◆娘ほども年の離れた女性に熱を上げる中年弱者男性
 新宿タワマン刺殺事件の和久井学容疑者、そして頂き少女りりちゃんこと渡辺真衣被告に騙されたおぢ達。中年弱者男性にまつわる事件がクローズアップされています。なぜ娘ほども年の離れた女性に熱を上げてしまうのでしょうか?

 フリーライターの西谷格氏は、そうした男性を「自分を客観視できない残念な人」と切り捨て、こう続けています。

<いい歳をした大人が、親子ほど歳の離れた人間を恋愛感情込みで推す感情は、本来ちょっと恥ずかしいと捉えるべきではなかろうか。>(「新宿タワマン刺殺、和久井学容疑者に「同情」などできない理由」ニューズウィーク日本版 2024年5月10日配信)

 筆者も西谷氏と同意見です。ネット上では男性を中心に、ずる賢く金品をせびる女性への批判が多くあがっていますが、むしろそこで怪しいと感じるセンサーが働かない男性側のほうが深刻なのではないでしょうか。それこそが、西谷氏の言う客観性の欠如だからです。

◆問題の根源は「幼少期からの刷り込み」

 しかしながら、これを中年男性だけの問題とすることにもためらいを感じます。なぜなら、男は物心ついたころから仕事で成功し、稼ぎ、いい女と付き合うことがゴールだと教えられてきているからです。

 そこで、仕事も先が見えてきた、給料もこれ以上上がりそうもない。そんな自分にもいい女と付き合えそうなチャンスが転がり込んできたら、どうでしょう? その穴を埋めてなけなしのプライドを保とうと考えても全く不思議ではありません。

 こうした罠にハマってしまう根源には、“モテ”があるのではないでしょうか。このモテなければという強迫観念が客観性を失わせ、年齢なりの余裕、良い意味での諦めを失わせてしまう。それが幼少期から刷り込まれていたとしたら病巣は根深いと言えるでしょう。

 だから、これは中年の弱者男性に限らず、むしろ男性全般における問題なのですね。

◆女児向け本に感銘を受ける成人男性

 そうした中で、2019年に発売された『自分をもっと好きになる【ハピかわ】かわいいのルール』(池田書店)が、いま20〜40代の男性に売れている(※)のは象徴的な出来事です。小学校高学年の女子に向けた本に、なぜ社会人男性が感銘を受けているのでしょうか?

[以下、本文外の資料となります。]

#![cfg_attr(target_arch = "avr", no_std)]
#![cfg_attr(target_arch = "avr", no_main)]
#![cfg_attr(target_arch = "avr", feature(abi_avr_interrupt))]

#[cfg(target_arch = "avr")]
mod firmware {
    use panic_halt as _;

    use avr_coop::config::{ms_to_ticks, READY_CAPACITY, SCHEDULED_CAPACITY};
    use avr_coop::drivers::{Direction, RotaryEncoder};
    use avr_coop::hal::board::{Led0, Pins};
    use avr_coop::hal::{Power, Serial, TickTimer};
    use avr_coop::rtos::{BoundedScheduler, Entry, SharedScheduler};
    use avr_coop::storage::Arena;
    use avr_coop::{CriticalSection, InlineTask, Shared};
    use avr_device::atmega128a::Peripherals;
    use embedded_hal::digital::v2::ToggleableOutputPin;

    type Sched = SharedScheduler<
        InlineTask,
        Arena<InlineTask, READY_CAPACITY>,
        Arena<Entry<InlineTask>, SCHEDULED_CAPACITY>,
    >;

    static SCHEDULER: Sched = SharedScheduler::new(BoundedScheduler::<
        InlineTask,
        READY_CAPACITY,
        SCHEDULED_CAPACITY,
    >::new());
    static LED: Shared<Option<Led0>> = Shared::new(None);
    static SERIAL: Shared<Option<Serial>> = Shared::new(None);

    #[avr_device::interrupt(atmega128a)]
    fn TIMER0_COMP() {
        // vectors run with I cleared
        let cs = unsafe { CriticalSection::new() };
        SCHEDULER.tick_in(cs);
    }

    fn heartbeat() {
        LED.lock(|led| {
            if let Some(led) = led {
                let _ = led.toggle();
            }
        });
        SCHEDULER.schedule(InlineTask::from_fn(heartbeat), ms_to_ticks(500));
    }

    fn report(direction: Direction) {
        let pending = SCHEDULER.pending() as u16;
        let name = match direction {
            Direction::Clockwise => "cw",
            Direction::CounterClockwise => "ccw",
        };
        SERIAL.lock(|serial| {
            if let Some(serial) = serial {
                let _ = ufmt::uwriteln!(*serial, "turn {} pending={}\r", name, pending);
            }
        });
    }

    // Runs in the main loop, which is where the encoder is polled
    fn on_turn(direction: Direction) {
        SCHEDULER.schedule(InlineTask::new(move || report(direction)), 0);
    }

    #[avr_device::entry]
    fn main() -> ! {
        let dp = Peripherals::take().unwrap();

        let pins = Pins::new(dp.PORTA, dp.PORTD);
        LED.lock(|led| *led = Some(pins.led0));
        SERIAL.lock(|serial| {
            let mut usart = Serial::new(dp.USART0);
            let _ = ufmt::uwriteln!(usart, "ATmega128 scheduler v0.1.0\r");
            *serial = Some(usart);
        });

        let mut encoder = RotaryEncoder::new(pins.encoder_a, pins.encoder_b);
        encoder.subject().register_fn(on_turn);

        SCHEDULER.schedule(InlineTask::from_fn(heartbeat), 0);

        let mut timer = TickTimer::new(dp.TC0);
        timer.start();
        let mut power = Power::new();

        // Enable interrupts globally
        unsafe { avr_device::interrupt::enable() };

        loop {
            let _ = encoder.poll();
            SCHEDULER.run_or_idle(|| power.idle());
        }
    }
}

/// Off-target the firmware runs as a simulation: ticks are driven by the
/// loop below instead of TC0.
#[cfg(not(target_arch = "avr"))]
fn main() {
    use avr_coop::config::ms_to_ticks;
    use avr_coop::rtos::{BoundedScheduler, SharedScheduler};
    use avr_coop::InlineTask;

    let sched: SharedScheduler<InlineTask, _, _> =
        SharedScheduler::new(BoundedScheduler::<InlineTask, 8, 16>::new());

    for (name, ms) in [("adc", 5u32), ("lcd", 3), ("led", 3), ("uart", 0)] {
        let delay = ms_to_ticks(ms);
        sched.schedule(InlineTask::new(move || println!("{name} due at {delay}")), delay);
    }

    let mut now = 0u16;
    while !sched.is_idle() {
        let ran = sched.run_pending();
        if ran > 0 {
            println!("t={now}: ran {ran}");
        }
        sched.tick();
        now += 1;
    }
}
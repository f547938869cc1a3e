//! Units of work stored by the scheduler
//!
//! The scheduler is generic over anything implementing [`Task`]. Two forms
//! come with the crate: bare `fn()` pointers for stateless work, and
//! [`InlineTask`], which keeps a closure's captured state inline in a
//! fixed number of machine words so no heap is needed.

use core::marker::PhantomData;
use core::mem::{self, ManuallyDrop, MaybeUninit};
use core::ptr;

use crate::config::TASK_WORDS;

/// Invoked once with no arguments; consumed by the call.
pub trait Task {
    fn run(self);
}

impl Task for fn() {
    #[inline]
    fn run(self) {
        self()
    }
}

/// A `FnOnce()` closure stored by value in `N` machine words.
///
/// Closures larger than `N` words, or with stricter alignment than a
/// word, are rejected at compile time.
pub struct InlineTask<const N: usize = TASK_WORDS> {
    storage: MaybeUninit<[usize; N]>,
    call: unsafe fn(*mut u8),
    drop: unsafe fn(*mut u8),
    // closures need not be `Sync`
    _marker: PhantomData<*mut ()>,
}

// Only built from `F: Send` closures.
unsafe impl<const N: usize> Send for InlineTask<N> {}

struct Fits<F, const N: usize>(PhantomData<F>);

impl<F, const N: usize> Fits<F, N> {
    const OK: () = assert!(
        mem::size_of::<F>() <= mem::size_of::<[usize; N]>()
            && mem::align_of::<F>() <= mem::align_of::<usize>(),
        "closure does not fit in InlineTask storage"
    );
}

unsafe fn call_closure<F: FnOnce()>(raw: *mut u8) {
    let f = ptr::read(raw as *mut F);
    f()
}

unsafe fn drop_closure<F>(raw: *mut u8) {
    ptr::drop_in_place(raw as *mut F)
}

impl<const N: usize> InlineTask<N> {
    pub fn new<F>(f: F) -> Self
    where
        F: FnOnce() + Send + 'static,
    {
        #[allow(clippy::let_unit_value)]
        let () = Fits::<F, N>::OK;

        let mut storage = MaybeUninit::<[usize; N]>::uninit();
        // size and alignment checked above
        unsafe { ptr::write(storage.as_mut_ptr() as *mut F, f) };

        Self {
            storage,
            call: call_closure::<F>,
            drop: drop_closure::<F>,
            _marker: PhantomData,
        }
    }

    /// Wrap a stateless function.
    pub fn from_fn(f: fn()) -> Self {
        Self::new(f)
    }
}

impl<const N: usize> Task for InlineTask<N> {
    fn run(self) {
        let mut this = ManuallyDrop::new(self);
        // the closure is moved out by `call`, so `drop` must not run
        unsafe { (this.call)(this.storage.as_mut_ptr() as *mut u8) }
    }
}

impl<const N: usize> Drop for InlineTask<N> {
    fn drop(&mut self) {
        unsafe { (self.drop)(self.storage.as_mut_ptr() as *mut u8) }
    }
}

#[cfg(test)]
mod tests {
    use super::*;
    use std::sync::atomic::{AtomicUsize, Ordering};
    use std::sync::Arc;

    #[test]
    fn function_pointer_runs() {
        static HITS: AtomicUsize = AtomicUsize::new(0);
        fn bump() {
            HITS.fetch_add(1, Ordering::SeqCst);
        }

        let task: fn() = bump;
        task.run();
        InlineTask::<1>::from_fn(bump).run();
        assert_eq!(HITS.load(Ordering::SeqCst), 2);
    }

    #[test]
    fn captured_state_is_moved_into_the_task() {
        let counter = Arc::new(AtomicUsize::new(0));
        let step = 5;
        let task: InlineTask = {
            let counter = counter.clone();
            InlineTask::new(move || {
                counter.fetch_add(step, Ordering::SeqCst);
            })
        };

        assert_eq!(Arc::strong_count(&counter), 2);
        task.run();
        assert_eq!(counter.load(Ordering::SeqCst), 5);
        // closure (and its Arc) consumed by the call
        assert_eq!(Arc::strong_count(&counter), 1);
    }

    #[test]
    fn unrun_task_drops_its_captures() {
        let counter = Arc::new(AtomicUsize::new(0));
        let task: InlineTask = {
            let counter = counter.clone();
            InlineTask::new(move || {
                counter.fetch_add(1, Ordering::SeqCst);
            })
        };
        drop(task);
        assert_eq!(Arc::strong_count(&counter), 1);
        assert_eq!(counter.load(Ordering::SeqCst), 0);
    }
}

※「なぜ? 女児向け本、社会人から大反響で10万部突破  編集者が明かす、意外なヒットの理由」Real Sound 2024年5月10日配信より

『ハピかわ』のコンセプトは明快です。他人との関係をどうやって気持ちよく作っていくか。そのための具体的な方法を細かく説明しているのです。たとえば、人の目を見て挨拶をする。猫背にならない。下品ではない笑顔の作り方。清潔感あるファッション。

 こうした内容から伝わるのは、自分という人間は他人のために存在しているということ。そうした心配りが相手に伝わるような振る舞いこそが重要だと言っているのですね。そう、まさに客観性の話なのです。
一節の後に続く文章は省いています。